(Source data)
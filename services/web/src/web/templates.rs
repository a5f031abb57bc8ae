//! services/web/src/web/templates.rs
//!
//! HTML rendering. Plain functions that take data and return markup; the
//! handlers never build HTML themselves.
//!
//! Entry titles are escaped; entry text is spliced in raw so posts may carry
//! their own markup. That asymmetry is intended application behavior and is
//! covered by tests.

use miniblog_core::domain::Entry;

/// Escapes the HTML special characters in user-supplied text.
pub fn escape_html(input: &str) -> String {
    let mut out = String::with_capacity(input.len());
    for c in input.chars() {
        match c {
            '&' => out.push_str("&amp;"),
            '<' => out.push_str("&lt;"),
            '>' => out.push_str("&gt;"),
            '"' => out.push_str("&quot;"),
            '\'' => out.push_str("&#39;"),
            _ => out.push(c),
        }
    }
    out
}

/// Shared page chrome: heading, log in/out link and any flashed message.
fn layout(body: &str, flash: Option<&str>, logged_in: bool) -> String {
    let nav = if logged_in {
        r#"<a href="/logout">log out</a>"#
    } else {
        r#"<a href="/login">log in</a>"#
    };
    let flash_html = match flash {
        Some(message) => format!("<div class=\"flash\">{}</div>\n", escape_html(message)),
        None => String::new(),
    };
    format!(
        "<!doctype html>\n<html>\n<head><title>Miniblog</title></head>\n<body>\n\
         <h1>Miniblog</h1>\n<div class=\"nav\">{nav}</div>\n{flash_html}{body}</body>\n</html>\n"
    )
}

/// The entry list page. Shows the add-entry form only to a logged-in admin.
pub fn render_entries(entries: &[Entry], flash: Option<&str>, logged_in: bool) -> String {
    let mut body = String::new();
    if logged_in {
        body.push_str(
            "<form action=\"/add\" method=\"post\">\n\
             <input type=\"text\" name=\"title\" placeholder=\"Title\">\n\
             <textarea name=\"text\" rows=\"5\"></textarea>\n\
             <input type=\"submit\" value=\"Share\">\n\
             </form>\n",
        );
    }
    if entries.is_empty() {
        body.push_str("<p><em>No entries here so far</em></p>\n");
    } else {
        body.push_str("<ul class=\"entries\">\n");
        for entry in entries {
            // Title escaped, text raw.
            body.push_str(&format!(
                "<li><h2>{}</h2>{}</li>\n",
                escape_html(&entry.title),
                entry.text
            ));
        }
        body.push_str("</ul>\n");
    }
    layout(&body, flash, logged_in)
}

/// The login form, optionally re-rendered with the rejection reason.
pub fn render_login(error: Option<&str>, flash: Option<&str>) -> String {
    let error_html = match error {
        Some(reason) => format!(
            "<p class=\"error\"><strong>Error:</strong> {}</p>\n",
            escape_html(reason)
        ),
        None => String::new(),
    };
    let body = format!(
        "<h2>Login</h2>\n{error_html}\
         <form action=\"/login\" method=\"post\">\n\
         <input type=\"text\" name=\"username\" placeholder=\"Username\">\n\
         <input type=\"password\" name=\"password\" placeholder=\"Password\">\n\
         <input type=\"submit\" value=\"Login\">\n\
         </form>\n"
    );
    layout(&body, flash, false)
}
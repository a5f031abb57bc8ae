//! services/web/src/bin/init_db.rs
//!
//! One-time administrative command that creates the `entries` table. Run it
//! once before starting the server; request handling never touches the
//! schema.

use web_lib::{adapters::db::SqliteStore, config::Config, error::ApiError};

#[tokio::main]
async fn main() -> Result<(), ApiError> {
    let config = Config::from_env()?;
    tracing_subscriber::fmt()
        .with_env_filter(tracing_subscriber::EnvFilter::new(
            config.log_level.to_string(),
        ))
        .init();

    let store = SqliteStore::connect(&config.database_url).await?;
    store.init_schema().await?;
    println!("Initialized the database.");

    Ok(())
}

* **Directions for this task**:
Please count up the lines above that include the string "href" and respond with the total alone.

* **Response below**:
2